Il meteorite caduto sugli Urali russi il 15 febbraio 2013 ha “sfiorato” un aereo di linea della Bars Aero in atterraggio a Chelyabinsk. Il copilota ha detto di aver visto un bagliore così forte da avergli fatto “infiammare” il viso e la roccia frantumarsi in 3 parti.
Intanto proseguono gli approfondimenti da parte degli scienziati russi nei laboratori di Ekaterinburg sui frammenti, circa 50, finora recuperati. L’esplosione del bolide, a circa 55 Km di altezza ha sprigionato un’energia 30 volte superiore alla bomba atomica di Hiroshima e la conseguente onda d’urto ha causato oltre 1400 feriti e danneggiato centinaia di abitazioni nella città di Chelyabinsk, alle pendici degli Urali, 1.400 Km a est di Mosca.
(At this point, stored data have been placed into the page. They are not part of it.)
// src/main.rs

use anyhow::Context;
use clap::Parser;
use dropio::config::{CommandLineInput, SessionPlan};
use dropio::host::{native_capabilities, InFlight, TerminalHost};
use dropio::{acquire_input, deliver_output, AppError, ConfigError, InputConfig, OutputConfig};
use log::LevelFilter;
use log4rs::{
    append::console::{ConsoleAppender, Target},
    append::file::FileAppender,
    config::{Appender, Root},
    encode::pattern::PatternEncoder,
    filter::threshold::ThresholdFilter,
    Config,
};
use std::fs;
use std::io::Write;
use std::path::{Path, PathBuf};
use std::sync::Arc;
use tokio::io::AsyncReadExt;

/// Sets up logging configuration.
///
/// Console output goes to stderr; stdout carries acquired text.
fn setup_logging(verbose: bool) -> Result<(), AppError> {
    let log_level = if verbose {
        LevelFilter::Debug
    } else {
        LevelFilter::Warn
    };

    let log_file_path = std::env::temp_dir().join("dropio.log");
    if let Some(parent) = log_file_path.parent() {
        fs::create_dir_all(parent)?;
    }

    let pattern = if verbose {
        "{d(%Y-%m-%d %H:%M:%S)} [{l}] - {m}{n}"
    } else {
        "{m}{n}"
    };

    let stderr_appender = ConsoleAppender::builder()
        .target(Target::Stderr)
        .encoder(Box::new(PatternEncoder::new(pattern)))
        .build();

    let file_appender = FileAppender::builder()
        .encoder(Box::new(PatternEncoder::new(
            "{d(%Y-%m-%d %H:%M:%S)} [{l}] - {m}{n}",
        )))
        .build(&log_file_path)?;

    let config = Config::builder()
        .appender(Appender::builder().build("stderr", Box::new(stderr_appender)))
        .appender(
            Appender::builder()
                .filter(Box::new(ThresholdFilter::new(LevelFilter::Debug)))
                .build("file", Box::new(file_appender)),
        )
        .build(
            Root::builder()
                .appender("stderr")
                .appender("file")
                .build(log_level),
        )
        .map_err(|e| AppError::Logging(e.to_string()))?;

    log4rs::init_config(config).map_err(|e| AppError::Logging(e.to_string()))?;
    log::info!("Logging initialized. Log file: {}", log_file_path.display());
    Ok(())
}

/// Acquires text through the terminal host and prints it to stdout.
async fn run_input(config: InputConfig) -> Result<(), AppError> {
    let in_flight = InFlight::new();
    let ui = Arc::new(TerminalHost::spawn());
    let caps = native_capabilities(ui, ".", Arc::clone(&in_flight))?;

    let text = acquire_input(config, &caps).await;
    in_flight.settled().await;

    let mut stdout = std::io::stdout();
    write!(stdout, "{}", text)?;
    stdout.flush()?;
    Ok(())
}

/// Delivers text from `source` (or stdin in silent mode).
async fn run_output(
    config: OutputConfig,
    source: Option<PathBuf>,
    download_dir: &Path,
) -> anyhow::Result<()> {
    let output = match &source {
        Some(path) => tokio::fs::read_to_string(path)
            .await
            .with_context(|| format!("reading output from {}", path.display()))?,
        None if config.is_silent() => {
            let mut text = String::new();
            tokio::io::stdin()
                .read_to_string(&mut text)
                .await
                .context("reading output from stdin")?;
            text
        }
        None => return Err(ConfigError::InteractiveStdin.into()),
    };

    let in_flight = InFlight::new();
    let ui = Arc::new(TerminalHost::spawn());
    let caps = native_capabilities(ui, download_dir, Arc::clone(&in_flight))?;

    deliver_output(output, config, &caps).await;
    in_flight.settled().await;
    Ok(())
}

#[tokio::main(flavor = "current_thread")]
async fn main() -> anyhow::Result<()> {
    let cli = CommandLineInput::parse();

    setup_logging(cli.verbose)?;

    match SessionPlan::resolve(cli)? {
        SessionPlan::Input(config) => run_input(config).await?,
        SessionPlan::Output {
            config,
            source,
            download_dir,
        } => run_output(config, source, &download_dir).await?,
    }

    Ok(())
}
Al momento gli studiosi hanno catalogato e studiato solo schegge di pochi millimetri, per lo più provenienti dalla cosiddetta “crosta di fusione” ovvero la parte più esterna della roccia spaziale, bruciata al contatto con l’atmosfera terrestre. Ciascun frammento anche piccolissimo tuttavia può valere migliaia di euro, per questo si è scatenata una vera e propria caccia. Si tratta, spiegano, di condrite: una formazione rocciosa, con circa il 10% di ferro, che contiene gli stessi elementi dei cosiddetti Planetesimi, corpi celesti come gli asteroidi che si sono formati nel sistema solare primordiale. Sono, in pratica, gli stessi elementi che si trovano anche sul nostro Pianeta.
Si ritiene che la parte più grande del meteorite, di circa una cinquantina di centimetri di diametro, possa essere ancora in fondo al lago ghiacciato di Cherbakul, dove è stato scoperto un cratere di 8 metri di diametro intorno al quale c’era buona parte dei frammenti finora rinvenuti. Al momento, tuttavia, le ricerche non hanno dato esito positivo.